For a long time, players in the local arts industry have criticised the government for failing to fund the arts and culture sector, leaving it to survive on donations, hindering the growth of the sector, which has lagged behind its regional counterparts.
While, addressing the gathering that included traditional chiefs drawn from Mashonaland Central, legislators, civic leaders, artists and cultural practitioners, Ncube said the celebration of cultural diversity is a very important aspect of the broad mandate of his ministry.
“Culture Week is critical, as it provides a platform for all of us to see ourselves as part of the other. It (Culture Week) continues to be an important activity in all communities of Zimbabwe, as it forms a vital aspect of our nation building. Although we may speak different languages, dance differently, and eat different food, the bottom line is we are all Africans and Zimbabweans,” he said.
“We remain proud to be Zimbabweans and at the same time part of the global community. We need to ensure that we continue to respect, embrace and safeguard all our unique cultural aspects for prosperity.”
Ncube urged communities to safeguard their cultural practices, saying no matter how small a community may be, its unique cultural contribution to Zimbabwe cannot be ignored adding that if it is under threat of extinction hands should be joined to safeguard it.
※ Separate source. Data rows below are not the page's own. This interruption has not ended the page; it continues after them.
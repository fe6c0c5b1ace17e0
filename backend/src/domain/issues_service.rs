//! Issue use-cases and voting.

use std::collections::BTreeSet;
use std::sync::Arc;

use mockable::Clock;
use serde_json::Value;

use crate::domain::history_service::Snapshot;
use crate::domain::permissions::{PermissionContext, ProjectPermission, Requester, rules};
use crate::domain::project::normalize_tags;
use crate::domain::repositories::AccessCache;
use crate::domain::user_stories_service::{authenticated, validate_subject, verify_version};
use crate::domain::{
    Error, HistoryKind, HistoryService, HistoryTarget, Issue, IssueFilter, IssueId, NewIssue,
    Project, ProjectId, Repositories, StatusId, StatusKind, User, VoteTarget,
};

/// Fields of an issue to create.
#[derive(Debug, Clone, Default, PartialEq, Eq)]
pub struct CreateIssue {
    pub project: ProjectId,
    pub subject: String,
    pub description: String,
    pub status: Option<StatusId>,
    pub tags: Vec<String>,
}

/// A partial update. `fields` names the payload keys that were present.
#[derive(Debug, Clone, Default, PartialEq, Eq)]
pub struct IssueChanges {
    pub version: Option<Value>,
    pub fields: BTreeSet<String>,
    pub subject: Option<String>,
    pub description: Option<String>,
    pub status: Option<StatusId>,
    pub tags: Option<Vec<String>>,
    pub comment: String,
}

/// An issue with its vote count.
#[derive(Debug, Clone, PartialEq, Eq)]
pub struct IssueView {
    pub issue: Issue,
    pub votes: usize,
}

/// Issue service.
#[derive(Clone)]
pub struct IssuesService {
    repos: Repositories,
    history: HistoryService,
    clock: Arc<dyn Clock>,
}

impl IssuesService {
    pub fn new(repos: Repositories, history: HistoryService, clock: Arc<dyn Clock>) -> Self {
        Self {
            repos,
            history,
            clock,
        }
    }

    async fn load(&self, id: IssueId) -> Result<(Issue, Project), Error> {
        let issue = self
            .repos
            .issues
            .find_by_id(id)
            .await?
            .ok_or_else(|| Error::not_found("Issue not found"))?;
        let project = self.repos.project(issue.project).await?;
        Ok((issue, project))
    }

    async fn authorise(
        &self,
        requester: &Requester,
        project: &Project,
        issue: Option<&Issue>,
        action: &str,
    ) -> Result<(), Error> {
        let access = self.repos.access(requester, project).await?;
        let ctx = PermissionContext::new(requester)
            .with_project(&access)
            .with_object_owner(issue.and_then(|issue| issue.owner));
        rules::issues().check(action, &ctx)
    }

    async fn view(&self, issue: Issue) -> Result<IssueView, Error> {
        let votes = self.repos.votes.count(VoteTarget::Issue(issue.id)).await?;
        Ok(IssueView { issue, votes })
    }

    /// Issues in projects the requester may view, filtered by `filter`.
    pub async fn list(
        &self,
        requester: &Requester,
        filter: &IssueFilter,
    ) -> Result<Vec<IssueView>, Error> {
        let issues = self.repos.issues.list(filter).await?;
        let mut cache = AccessCache::default();
        let mut visible = Vec::with_capacity(issues.len());
        for issue in issues {
            if cache
                .allows(&self.repos, requester, issue.project, ProjectPermission::ViewIssues)
                .await?
            {
                visible.push(self.view(issue).await?);
            }
        }
        Ok(visible)
    }

    /// Fetch one issue with its vote count.
    pub async fn retrieve(&self, requester: &Requester, id: IssueId) -> Result<IssueView, Error> {
        let (issue, project) = self.load(id).await?;
        self.authorise(requester, &project, Some(&issue), "retrieve")
            .await?;
        self.view(issue).await
    }

    /// Create an issue in the project's default issue status and record it in history.
    pub async fn create(
        &self,
        requester: &Requester,
        request: CreateIssue,
    ) -> Result<IssueView, Error> {
        let project = self.repos.referenced_project(request.project).await?;
        self.authorise(requester, &project, None, "create").await?;
        let author = authenticated(requester)?;
        let subject = validate_subject(&request.subject)?;

        let (status, is_closed) = match request.status.or(project.default_issue_status) {
            Some(id) => {
                let status = self
                    .repos
                    .project_status(project.id, StatusKind::Issue, id)
                    .await?;
                (Some(status.id), status.is_closed)
            }
            None => (None, false),
        };
        let now = self.clock.utc();
        let reference = self.repos.projects.next_reference(project.id).await?;
        let issue = self
            .repos
            .issues
            .create(NewIssue {
                reference,
                project: project.id,
                owner: Some(author.id),
                status,
                subject,
                description: request.description,
                tags: normalize_tags(request.tags),
                is_closed,
                created_date: now,
            })
            .await?;
        self.snapshot(&issue, HistoryKind::Create, author, "")
            .await?;
        tracing::info!(issue = %issue.id, project = %project.id, "issue created");
        Ok(IssueView { issue, votes: 0 })
    }

    async fn snapshot(
        &self,
        issue: &Issue,
        kind: HistoryKind,
        author: &User,
        comment: &str,
    ) -> Result<(), Error> {
        self.history
            .take_snapshot(Snapshot {
                target: HistoryTarget::Issue(issue.id),
                kind,
                state: issue.snapshot(),
                author,
                comment,
            })
            .await
            .map(|_| ())
    }

    /// Apply a version-checked partial update.
    pub async fn update(
        &self,
        requester: &Requester,
        id: IssueId,
        changes: IssueChanges,
    ) -> Result<IssueView, Error> {
        let (mut issue, project) = self.load(id).await?;
        self.authorise(requester, &project, Some(&issue), "update")
            .await?;
        let author = authenticated(requester)?;

        let current = issue.version;
        verify_version(
            &self.repos,
            HistoryTarget::Issue(id),
            changes.version.as_ref(),
            &changes.fields,
            current,
        )
        .await?;

        let now = self.clock.utc();
        if let Some(subject) = changes.subject.as_deref() {
            issue.subject = validate_subject(subject)?;
        }
        if let Some(description) = changes.description {
            issue.description = description;
        }
        if let Some(status_id) = changes.status {
            let status = self
                .repos
                .project_status(project.id, StatusKind::Issue, status_id)
                .await?;
            issue.status = Some(status.id);
            issue.set_closed(status.is_closed, now);
        }
        if let Some(tags) = changes.tags {
            issue.tags = normalize_tags(tags);
        }
        issue.version = current + 1;
        issue.modified_date = now;

        self.repos.issues.update(&issue, current).await?;
        self.snapshot(&issue, HistoryKind::Change, author, &changes.comment)
            .await?;
        self.view(issue).await
    }

    /// Delete an issue after writing its final history entry.
    pub async fn destroy(&self, requester: &Requester, id: IssueId) -> Result<(), Error> {
        let (issue, project) = self.load(id).await?;
        self.authorise(requester, &project, Some(&issue), "destroy")
            .await?;
        let author = authenticated(requester)?;
        self.snapshot(&issue, HistoryKind::Delete, author, "")
            .await?;
        self.repos.issues.delete(id).await?;
        Ok(())
    }

    /// Vote for an issue. Voting twice is a no-op.
    pub async fn upvote(&self, requester: &Requester, id: IssueId) -> Result<(), Error> {
        let (issue, project) = self.load(id).await?;
        self.authorise(requester, &project, Some(&issue), "upvote")
            .await?;
        let user = authenticated(requester)?;
        self.repos.votes.add(VoteTarget::Issue(id), user.id).await?;
        Ok(())
    }

    /// Withdraw a vote. Withdrawing a missing vote is a no-op.
    pub async fn downvote(&self, requester: &Requester, id: IssueId) -> Result<(), Error> {
        let (issue, project) = self.load(id).await?;
        self.authorise(requester, &project, Some(&issue), "downvote")
            .await?;
        let user = authenticated(requester)?;
        self.repos
            .votes
            .remove(VoteTarget::Issue(id), user.id)
            .await?;
        Ok(())
    }

    /// Users who voted for the issue.
    pub async fn voters(&self, requester: &Requester, id: IssueId) -> Result<Vec<User>, Error> {
        let (issue, project) = self.load(id).await?;
        self.authorise(requester, &project, Some(&issue), "voters")
            .await?;
        let ids = self.repos.votes.voters(VoteTarget::Issue(id)).await?;
        Ok(self.repos.users.list_by_ids(&ids).await?)
    }
}

#[cfg(test)]
#[path = "issues_service_tests.rs"]
mod tests;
He said it is culture that defines and instils pride, and a sense of identity in people, which is imperative for them to recognise the cultural practices that identify them.
The sentiments were echoed by Mashonaland Central provincial chairperson of the Chiefs Council. Senator Clemence Nembire, who urged people to appreciate and preserve the country’s diverse cultures, and desist from copying foreign ones.
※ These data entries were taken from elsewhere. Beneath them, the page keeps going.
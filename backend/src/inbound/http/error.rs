//! HTTP adapter mapping for domain errors.
//!
//! Purpose: keep the domain error type HTTP-agnostic while allowing Actix
//! handlers to turn domain failures into consistent JSON responses and status
//! codes. Extractor failures (malformed JSON bodies, query strings or path
//! segments) are routed through the same envelope.

use actix_web::error::{JsonPayloadError, PathError, QueryPayloadError};
use actix_web::{HttpRequest, HttpResponse, ResponseError, http::StatusCode, web};
use tracing::{debug, error};

use crate::domain::{Error, ErrorCode, TRACE_ID_HEADER};

/// Convenient result alias for HTTP handlers.
pub type ApiResult<T> = Result<T, Error>;

fn status_for(code: ErrorCode) -> StatusCode {
    match code {
        ErrorCode::InvalidRequest => StatusCode::BAD_REQUEST,
        ErrorCode::Unauthorized => StatusCode::UNAUTHORIZED,
        ErrorCode::Forbidden => StatusCode::FORBIDDEN,
        ErrorCode::NotFound => StatusCode::NOT_FOUND,
        ErrorCode::Conflict => StatusCode::CONFLICT,
        ErrorCode::ServiceUnavailable => StatusCode::SERVICE_UNAVAILABLE,
        ErrorCode::InternalError => StatusCode::INTERNAL_SERVER_ERROR,
    }
}

fn redact_if_internal(error: &Error) -> Error {
    if matches!(error.code(), ErrorCode::InternalError) {
        let mut redacted = Error::internal("Internal server error");
        if let Some(id) = error.trace_id() {
            redacted = redacted.with_trace_id(id.to_owned());
        }
        redacted
    } else {
        error.clone()
    }
}

impl ResponseError for Error {
    fn status_code(&self) -> StatusCode {
        status_for(self.code())
    }

    fn error_response(&self) -> HttpResponse {
        let mut builder = HttpResponse::build(self.status_code());
        if let Some(id) = self.trace_id() {
            builder.insert_header((TRACE_ID_HEADER, id.to_owned()));
        }

        builder.json(redact_if_internal(self))
    }
}

impl From<actix_web::Error> for Error {
    fn from(err: actix_web::Error) -> Self {
        // Do not leak implementation details to clients.
        error!(error = %err, "actix error promoted to domain error");
        Error::internal("Internal server error")
    }
}

fn json_error(err: JsonPayloadError, _req: &HttpRequest) -> actix_web::Error {
    debug!(error = %err, "rejected JSON payload");
    let message = match &err {
        JsonPayloadError::ContentType => "JSON content type expected".to_owned(),
        JsonPayloadError::Overflow { .. } | JsonPayloadError::OverflowKnownLength { .. } => {
            "JSON payload is too large".to_owned()
        }
        JsonPayloadError::Deserialize(inner) => format!("Invalid JSON body: {inner}"),
        _ => "Invalid JSON body".to_owned(),
    };
    Error::invalid_request(message).into()
}

fn query_error(err: QueryPayloadError, _req: &HttpRequest) -> actix_web::Error {
    debug!(error = %err, "rejected query string");
    Error::invalid_request(format!("Invalid query parameters: {err}")).into()
}

fn path_error(err: PathError, _req: &HttpRequest) -> actix_web::Error {
    debug!(error = %err, "rejected path parameters");
    Error::invalid_request(format!("Invalid path parameters: {err}")).into()
}

/// JSON extractor configuration reporting malformed bodies as `400`.
pub fn json_config() -> web::JsonConfig {
    web::JsonConfig::default().error_handler(json_error)
}

/// Query extractor configuration reporting malformed query strings as `400`.
pub fn query_config() -> web::QueryConfig {
    web::QueryConfig::default().error_handler(query_error)
}

/// Path extractor configuration reporting non-numeric ids as `400`.
pub fn path_config() -> web::PathConfig {
    web::PathConfig::default().error_handler(path_error)
}

#[cfg(test)]
mod tests;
Nembire bemoaned the increase in the disappearance of cultural values among youths, describing it as a cause for concern, as he also took a swipe on the type of their dressing and language.
“When the girls are bathing, they lock the door, after taking a bath, they again lock themselves for makeup, but surprisingly, when they go out, they are naked. Is this our culture? No, so allow us to teach them our culture,” he said.
“Fashion, we have, yes, it is nice, but it does not say be naked.”
Nembire also criticised the Brazilian Samba girls, who were in the country during the recent editions of the Harare International Carnival.
“Tourism is good, but not the tourism of being naked. They came from Brazil and parade themselves naked in our streets, we do not want that,” he said.
Nembire later appreciated the new curriculum introduced in schools, saying it will help to safeguard the country’s culture from grassroots.
Guests at the event were entertained by Andy Muridzo and his Jeetaz Band, 2016 Chibuku Road to Fame national winners, Blacksight, Bindura-based sungura group, Mahindekinde Stars, renowned poet, Albert Nyathi, Panganayi Mutukwa and some traditional dance groups.
Culture Week is commemorated as part of the Universal Declaration on Cultural Diversity by Unesco, which proclaimed May 21, as the World Day of Cultural Diversity for Dialogue and Development.
After Saturday’s launch, the week-long programme will now spread to the country’s 10 provinces and commemorated until May 26 under the theme Consolidating Cultural Identity, Diversity and Heritage.